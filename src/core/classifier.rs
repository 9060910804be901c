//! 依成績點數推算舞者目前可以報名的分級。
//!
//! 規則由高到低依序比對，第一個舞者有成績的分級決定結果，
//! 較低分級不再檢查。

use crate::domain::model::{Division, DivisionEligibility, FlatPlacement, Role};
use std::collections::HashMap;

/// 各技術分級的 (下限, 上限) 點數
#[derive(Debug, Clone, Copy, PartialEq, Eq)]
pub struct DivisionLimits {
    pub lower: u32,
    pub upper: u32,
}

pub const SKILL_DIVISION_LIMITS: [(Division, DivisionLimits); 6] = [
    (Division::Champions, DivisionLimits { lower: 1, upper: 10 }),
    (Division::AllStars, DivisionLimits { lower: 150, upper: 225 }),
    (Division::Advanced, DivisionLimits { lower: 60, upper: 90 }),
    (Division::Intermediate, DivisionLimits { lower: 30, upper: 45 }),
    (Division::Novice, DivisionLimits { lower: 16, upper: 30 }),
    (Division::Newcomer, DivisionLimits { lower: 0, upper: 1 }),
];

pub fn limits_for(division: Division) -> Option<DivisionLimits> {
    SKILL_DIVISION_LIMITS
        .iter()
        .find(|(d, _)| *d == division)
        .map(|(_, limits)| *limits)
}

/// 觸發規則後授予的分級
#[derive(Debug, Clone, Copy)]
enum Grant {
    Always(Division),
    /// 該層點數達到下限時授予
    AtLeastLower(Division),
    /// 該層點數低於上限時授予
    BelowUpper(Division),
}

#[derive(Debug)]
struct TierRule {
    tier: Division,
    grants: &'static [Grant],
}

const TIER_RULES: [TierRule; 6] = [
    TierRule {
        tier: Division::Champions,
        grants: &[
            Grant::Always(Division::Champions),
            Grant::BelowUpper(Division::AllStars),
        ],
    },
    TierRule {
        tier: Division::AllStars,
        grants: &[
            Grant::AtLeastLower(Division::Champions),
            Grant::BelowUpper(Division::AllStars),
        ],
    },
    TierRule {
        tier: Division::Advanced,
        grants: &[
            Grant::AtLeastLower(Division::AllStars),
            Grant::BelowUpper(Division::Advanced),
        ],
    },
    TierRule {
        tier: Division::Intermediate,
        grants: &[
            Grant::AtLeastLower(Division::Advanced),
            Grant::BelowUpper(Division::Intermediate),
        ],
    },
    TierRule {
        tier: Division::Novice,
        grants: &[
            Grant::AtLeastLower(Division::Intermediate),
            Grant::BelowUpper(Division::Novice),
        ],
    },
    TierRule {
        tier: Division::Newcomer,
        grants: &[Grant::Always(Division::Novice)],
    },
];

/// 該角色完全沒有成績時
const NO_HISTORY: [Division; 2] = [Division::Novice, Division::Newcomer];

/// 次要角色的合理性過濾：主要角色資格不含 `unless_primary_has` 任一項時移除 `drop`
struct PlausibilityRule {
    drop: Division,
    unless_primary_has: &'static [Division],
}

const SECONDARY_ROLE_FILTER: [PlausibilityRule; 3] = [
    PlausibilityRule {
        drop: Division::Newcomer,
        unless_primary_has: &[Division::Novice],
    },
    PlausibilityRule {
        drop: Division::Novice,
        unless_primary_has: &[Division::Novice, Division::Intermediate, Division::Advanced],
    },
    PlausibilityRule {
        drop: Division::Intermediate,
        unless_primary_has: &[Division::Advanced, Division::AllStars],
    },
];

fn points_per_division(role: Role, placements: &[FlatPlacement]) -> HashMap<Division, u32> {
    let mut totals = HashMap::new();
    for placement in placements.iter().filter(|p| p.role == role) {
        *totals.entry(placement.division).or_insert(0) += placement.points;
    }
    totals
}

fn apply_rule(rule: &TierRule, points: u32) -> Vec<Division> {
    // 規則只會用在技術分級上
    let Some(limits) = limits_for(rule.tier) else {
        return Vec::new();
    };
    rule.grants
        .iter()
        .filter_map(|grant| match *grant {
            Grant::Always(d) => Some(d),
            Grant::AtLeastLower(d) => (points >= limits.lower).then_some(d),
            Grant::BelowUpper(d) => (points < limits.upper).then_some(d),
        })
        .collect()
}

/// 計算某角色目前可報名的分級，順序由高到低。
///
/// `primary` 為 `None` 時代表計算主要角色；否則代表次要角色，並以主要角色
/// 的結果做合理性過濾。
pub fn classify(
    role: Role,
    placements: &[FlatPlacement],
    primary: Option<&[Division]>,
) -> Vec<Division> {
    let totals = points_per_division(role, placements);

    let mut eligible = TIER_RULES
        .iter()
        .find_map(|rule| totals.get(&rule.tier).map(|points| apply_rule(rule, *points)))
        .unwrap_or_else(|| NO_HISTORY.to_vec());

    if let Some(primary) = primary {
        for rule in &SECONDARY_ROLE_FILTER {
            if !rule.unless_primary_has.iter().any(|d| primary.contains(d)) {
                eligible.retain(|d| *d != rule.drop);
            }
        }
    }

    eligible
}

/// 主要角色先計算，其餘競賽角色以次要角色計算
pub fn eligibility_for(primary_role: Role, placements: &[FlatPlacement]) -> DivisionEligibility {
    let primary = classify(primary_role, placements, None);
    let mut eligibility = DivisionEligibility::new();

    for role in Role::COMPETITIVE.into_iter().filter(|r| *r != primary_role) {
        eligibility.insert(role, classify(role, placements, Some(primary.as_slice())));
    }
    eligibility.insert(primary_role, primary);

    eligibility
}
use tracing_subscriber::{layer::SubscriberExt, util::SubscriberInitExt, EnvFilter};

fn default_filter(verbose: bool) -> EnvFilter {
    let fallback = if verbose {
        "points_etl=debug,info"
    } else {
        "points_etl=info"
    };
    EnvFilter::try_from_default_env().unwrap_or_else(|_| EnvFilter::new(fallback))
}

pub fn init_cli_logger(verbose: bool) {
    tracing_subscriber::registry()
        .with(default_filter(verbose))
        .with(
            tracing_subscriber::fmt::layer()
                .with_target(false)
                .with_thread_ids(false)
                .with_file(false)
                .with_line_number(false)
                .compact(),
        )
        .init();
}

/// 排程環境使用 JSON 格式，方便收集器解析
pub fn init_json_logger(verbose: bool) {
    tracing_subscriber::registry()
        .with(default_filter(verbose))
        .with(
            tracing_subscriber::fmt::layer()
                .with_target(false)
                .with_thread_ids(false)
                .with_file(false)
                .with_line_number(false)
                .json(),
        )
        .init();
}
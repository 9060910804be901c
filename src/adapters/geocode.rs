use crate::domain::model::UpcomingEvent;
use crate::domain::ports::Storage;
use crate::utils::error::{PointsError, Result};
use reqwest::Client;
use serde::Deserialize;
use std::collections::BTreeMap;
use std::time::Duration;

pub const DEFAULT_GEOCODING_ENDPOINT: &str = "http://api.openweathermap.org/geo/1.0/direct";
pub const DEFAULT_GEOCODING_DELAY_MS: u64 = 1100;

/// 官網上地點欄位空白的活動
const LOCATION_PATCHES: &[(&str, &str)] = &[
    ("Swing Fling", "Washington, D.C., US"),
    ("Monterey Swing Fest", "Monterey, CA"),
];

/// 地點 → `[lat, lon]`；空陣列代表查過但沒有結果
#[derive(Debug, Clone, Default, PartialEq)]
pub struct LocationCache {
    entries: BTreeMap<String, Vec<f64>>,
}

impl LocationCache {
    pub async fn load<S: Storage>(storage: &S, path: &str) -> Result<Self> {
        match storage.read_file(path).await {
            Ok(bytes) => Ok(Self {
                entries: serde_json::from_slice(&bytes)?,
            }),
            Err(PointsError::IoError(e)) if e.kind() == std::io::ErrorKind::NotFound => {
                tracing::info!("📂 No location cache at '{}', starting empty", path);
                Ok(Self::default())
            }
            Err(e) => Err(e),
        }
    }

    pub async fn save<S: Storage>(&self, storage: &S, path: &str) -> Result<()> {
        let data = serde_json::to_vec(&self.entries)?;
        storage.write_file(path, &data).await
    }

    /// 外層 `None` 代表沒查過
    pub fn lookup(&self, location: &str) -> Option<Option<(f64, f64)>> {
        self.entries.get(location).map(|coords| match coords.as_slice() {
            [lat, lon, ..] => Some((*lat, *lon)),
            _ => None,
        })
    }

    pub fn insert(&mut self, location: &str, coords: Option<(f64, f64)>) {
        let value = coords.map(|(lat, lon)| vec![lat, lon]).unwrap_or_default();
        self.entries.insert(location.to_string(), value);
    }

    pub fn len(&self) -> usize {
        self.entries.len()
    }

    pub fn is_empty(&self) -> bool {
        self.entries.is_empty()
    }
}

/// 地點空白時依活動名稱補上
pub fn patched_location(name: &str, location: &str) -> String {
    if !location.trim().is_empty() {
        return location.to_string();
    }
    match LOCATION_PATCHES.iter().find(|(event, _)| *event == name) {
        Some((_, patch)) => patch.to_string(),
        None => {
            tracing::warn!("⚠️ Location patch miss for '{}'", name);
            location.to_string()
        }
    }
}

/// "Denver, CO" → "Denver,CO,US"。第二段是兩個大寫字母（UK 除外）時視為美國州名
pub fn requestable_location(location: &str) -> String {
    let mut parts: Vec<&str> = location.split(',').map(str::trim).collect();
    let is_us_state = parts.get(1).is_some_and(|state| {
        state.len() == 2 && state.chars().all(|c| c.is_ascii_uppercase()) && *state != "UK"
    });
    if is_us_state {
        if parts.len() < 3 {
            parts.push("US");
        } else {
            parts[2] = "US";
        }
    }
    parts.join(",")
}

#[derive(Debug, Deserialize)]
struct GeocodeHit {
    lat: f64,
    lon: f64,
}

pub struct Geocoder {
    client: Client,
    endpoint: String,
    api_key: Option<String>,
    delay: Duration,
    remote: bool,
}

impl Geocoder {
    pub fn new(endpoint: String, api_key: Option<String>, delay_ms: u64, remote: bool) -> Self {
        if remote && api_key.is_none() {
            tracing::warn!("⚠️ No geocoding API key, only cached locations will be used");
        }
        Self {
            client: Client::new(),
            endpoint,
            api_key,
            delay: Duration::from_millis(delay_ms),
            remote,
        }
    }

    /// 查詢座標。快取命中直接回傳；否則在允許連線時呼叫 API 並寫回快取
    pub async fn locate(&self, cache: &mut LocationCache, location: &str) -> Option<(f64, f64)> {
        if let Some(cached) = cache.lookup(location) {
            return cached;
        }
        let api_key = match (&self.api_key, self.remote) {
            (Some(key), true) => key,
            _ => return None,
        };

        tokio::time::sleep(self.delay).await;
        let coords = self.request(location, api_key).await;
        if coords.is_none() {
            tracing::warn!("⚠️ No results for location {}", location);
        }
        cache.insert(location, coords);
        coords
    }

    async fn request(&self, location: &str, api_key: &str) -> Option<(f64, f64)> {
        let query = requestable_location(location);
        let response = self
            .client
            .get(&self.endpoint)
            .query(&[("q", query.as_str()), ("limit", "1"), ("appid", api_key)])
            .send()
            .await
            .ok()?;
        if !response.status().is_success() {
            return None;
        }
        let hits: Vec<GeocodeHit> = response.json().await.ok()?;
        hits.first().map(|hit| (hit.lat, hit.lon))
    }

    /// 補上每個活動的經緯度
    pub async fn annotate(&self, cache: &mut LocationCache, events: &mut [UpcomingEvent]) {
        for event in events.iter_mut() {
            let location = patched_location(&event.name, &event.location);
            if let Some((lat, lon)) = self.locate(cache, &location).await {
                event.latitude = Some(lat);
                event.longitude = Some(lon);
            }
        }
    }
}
***
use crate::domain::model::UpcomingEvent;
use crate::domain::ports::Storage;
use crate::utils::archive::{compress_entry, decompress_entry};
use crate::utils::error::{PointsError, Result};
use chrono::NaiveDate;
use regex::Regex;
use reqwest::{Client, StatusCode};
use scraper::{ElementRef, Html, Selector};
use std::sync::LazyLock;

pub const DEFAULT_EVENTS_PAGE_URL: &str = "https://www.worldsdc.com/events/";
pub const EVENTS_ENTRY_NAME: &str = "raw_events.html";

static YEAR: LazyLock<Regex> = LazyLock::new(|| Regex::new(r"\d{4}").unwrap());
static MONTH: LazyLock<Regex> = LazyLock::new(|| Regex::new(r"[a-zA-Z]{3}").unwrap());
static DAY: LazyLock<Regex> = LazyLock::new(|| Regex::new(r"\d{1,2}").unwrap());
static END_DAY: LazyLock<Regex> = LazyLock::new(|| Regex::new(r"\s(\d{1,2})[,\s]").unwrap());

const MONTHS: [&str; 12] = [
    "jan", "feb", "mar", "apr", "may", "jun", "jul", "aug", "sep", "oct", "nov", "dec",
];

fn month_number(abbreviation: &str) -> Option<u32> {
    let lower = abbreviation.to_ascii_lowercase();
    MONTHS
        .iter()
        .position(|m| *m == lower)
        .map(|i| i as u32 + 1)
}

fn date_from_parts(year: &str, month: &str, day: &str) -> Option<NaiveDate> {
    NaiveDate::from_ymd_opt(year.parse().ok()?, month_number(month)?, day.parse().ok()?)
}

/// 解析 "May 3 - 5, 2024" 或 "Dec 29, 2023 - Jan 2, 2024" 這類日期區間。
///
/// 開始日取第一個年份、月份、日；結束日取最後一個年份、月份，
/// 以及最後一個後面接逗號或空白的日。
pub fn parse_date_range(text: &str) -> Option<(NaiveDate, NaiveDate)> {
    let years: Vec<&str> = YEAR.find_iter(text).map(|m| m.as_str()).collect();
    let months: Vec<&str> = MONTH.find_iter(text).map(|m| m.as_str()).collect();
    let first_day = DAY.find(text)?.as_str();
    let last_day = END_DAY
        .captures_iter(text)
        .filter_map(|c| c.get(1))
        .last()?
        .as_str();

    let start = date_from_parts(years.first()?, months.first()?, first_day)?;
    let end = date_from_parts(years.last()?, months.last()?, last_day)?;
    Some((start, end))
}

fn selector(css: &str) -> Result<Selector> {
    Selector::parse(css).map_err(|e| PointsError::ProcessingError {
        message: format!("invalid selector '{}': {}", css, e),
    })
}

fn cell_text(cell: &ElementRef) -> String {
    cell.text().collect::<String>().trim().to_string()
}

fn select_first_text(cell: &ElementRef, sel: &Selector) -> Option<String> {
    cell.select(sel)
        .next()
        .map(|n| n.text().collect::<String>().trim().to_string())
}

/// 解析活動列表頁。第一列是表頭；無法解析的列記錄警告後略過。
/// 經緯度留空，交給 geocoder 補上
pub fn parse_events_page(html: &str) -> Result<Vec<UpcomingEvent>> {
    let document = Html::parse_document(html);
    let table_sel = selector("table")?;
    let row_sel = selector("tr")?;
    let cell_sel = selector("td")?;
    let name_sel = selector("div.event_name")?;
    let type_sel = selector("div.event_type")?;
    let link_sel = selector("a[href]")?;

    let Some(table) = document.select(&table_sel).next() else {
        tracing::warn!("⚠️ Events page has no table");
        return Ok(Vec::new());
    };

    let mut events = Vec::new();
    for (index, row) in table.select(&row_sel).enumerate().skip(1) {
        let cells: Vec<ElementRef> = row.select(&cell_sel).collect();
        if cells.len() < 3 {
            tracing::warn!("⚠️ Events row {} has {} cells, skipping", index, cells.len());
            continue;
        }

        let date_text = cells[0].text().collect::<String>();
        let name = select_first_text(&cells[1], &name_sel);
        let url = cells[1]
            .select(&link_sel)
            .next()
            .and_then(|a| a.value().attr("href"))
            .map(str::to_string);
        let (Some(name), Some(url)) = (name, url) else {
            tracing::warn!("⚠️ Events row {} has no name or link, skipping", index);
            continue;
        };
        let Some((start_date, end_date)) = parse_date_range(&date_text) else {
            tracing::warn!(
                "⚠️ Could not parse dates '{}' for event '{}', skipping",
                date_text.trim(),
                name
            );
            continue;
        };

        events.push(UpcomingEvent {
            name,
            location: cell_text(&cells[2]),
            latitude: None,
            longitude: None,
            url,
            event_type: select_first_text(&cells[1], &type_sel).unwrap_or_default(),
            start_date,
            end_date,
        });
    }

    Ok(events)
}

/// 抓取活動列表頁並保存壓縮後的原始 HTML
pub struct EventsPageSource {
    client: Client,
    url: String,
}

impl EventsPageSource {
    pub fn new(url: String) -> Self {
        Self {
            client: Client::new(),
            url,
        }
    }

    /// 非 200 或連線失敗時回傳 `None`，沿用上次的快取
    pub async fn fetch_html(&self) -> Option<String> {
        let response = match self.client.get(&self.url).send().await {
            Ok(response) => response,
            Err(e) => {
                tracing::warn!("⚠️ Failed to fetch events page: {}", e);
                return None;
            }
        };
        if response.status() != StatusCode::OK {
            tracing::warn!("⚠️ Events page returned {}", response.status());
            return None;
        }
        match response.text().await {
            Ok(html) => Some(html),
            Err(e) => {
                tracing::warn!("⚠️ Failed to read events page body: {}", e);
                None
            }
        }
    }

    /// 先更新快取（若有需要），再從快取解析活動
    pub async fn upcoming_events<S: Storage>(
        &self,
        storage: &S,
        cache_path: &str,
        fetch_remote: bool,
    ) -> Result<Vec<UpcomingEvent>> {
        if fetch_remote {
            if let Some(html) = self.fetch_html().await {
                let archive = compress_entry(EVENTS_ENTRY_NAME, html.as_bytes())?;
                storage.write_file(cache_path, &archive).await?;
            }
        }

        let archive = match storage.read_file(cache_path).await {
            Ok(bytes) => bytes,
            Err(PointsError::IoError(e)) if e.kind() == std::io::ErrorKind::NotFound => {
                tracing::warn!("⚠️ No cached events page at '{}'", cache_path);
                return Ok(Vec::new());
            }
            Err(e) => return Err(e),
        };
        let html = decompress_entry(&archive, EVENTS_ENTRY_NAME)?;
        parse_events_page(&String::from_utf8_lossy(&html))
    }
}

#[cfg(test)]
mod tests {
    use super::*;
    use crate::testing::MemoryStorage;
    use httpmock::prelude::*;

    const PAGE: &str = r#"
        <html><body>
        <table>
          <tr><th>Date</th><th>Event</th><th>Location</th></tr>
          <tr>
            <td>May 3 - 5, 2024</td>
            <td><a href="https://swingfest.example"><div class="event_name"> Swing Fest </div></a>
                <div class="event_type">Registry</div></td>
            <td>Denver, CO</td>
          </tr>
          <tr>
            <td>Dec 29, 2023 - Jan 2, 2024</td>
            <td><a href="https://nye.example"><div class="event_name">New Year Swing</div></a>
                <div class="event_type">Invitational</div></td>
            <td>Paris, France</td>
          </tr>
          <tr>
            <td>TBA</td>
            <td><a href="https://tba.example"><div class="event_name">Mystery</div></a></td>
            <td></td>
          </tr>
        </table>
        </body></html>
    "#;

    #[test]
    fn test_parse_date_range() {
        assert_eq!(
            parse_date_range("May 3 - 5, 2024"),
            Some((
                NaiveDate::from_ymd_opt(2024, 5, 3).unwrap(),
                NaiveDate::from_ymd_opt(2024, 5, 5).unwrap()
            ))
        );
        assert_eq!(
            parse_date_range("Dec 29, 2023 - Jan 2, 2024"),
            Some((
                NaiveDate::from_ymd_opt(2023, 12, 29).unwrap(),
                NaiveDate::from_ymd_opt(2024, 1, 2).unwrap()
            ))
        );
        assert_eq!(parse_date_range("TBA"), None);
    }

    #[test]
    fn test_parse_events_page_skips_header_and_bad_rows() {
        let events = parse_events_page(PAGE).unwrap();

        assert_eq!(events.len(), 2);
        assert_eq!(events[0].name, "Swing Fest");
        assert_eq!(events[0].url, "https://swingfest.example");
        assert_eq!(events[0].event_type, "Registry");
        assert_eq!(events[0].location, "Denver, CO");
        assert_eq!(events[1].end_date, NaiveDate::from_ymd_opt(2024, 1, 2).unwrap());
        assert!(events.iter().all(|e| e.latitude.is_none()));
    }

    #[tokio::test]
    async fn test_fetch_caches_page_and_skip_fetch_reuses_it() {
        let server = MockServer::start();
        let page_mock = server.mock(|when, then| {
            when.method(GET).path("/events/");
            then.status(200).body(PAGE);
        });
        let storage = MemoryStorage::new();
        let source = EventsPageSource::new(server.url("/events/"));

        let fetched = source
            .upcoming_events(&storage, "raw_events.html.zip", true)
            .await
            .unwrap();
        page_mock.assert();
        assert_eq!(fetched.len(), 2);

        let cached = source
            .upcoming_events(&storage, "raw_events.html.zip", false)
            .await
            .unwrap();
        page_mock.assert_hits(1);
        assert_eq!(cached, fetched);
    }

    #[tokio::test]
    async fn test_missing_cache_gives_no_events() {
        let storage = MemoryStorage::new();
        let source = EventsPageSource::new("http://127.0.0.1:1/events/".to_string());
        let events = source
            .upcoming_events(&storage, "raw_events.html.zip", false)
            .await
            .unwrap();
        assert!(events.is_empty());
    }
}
***
▶ **TASK TO CARRY OUT**: Give the number of lines in the records that contain the word "impl", and write nothing else.

▶ **OUTPUT OF THE TASK**: 3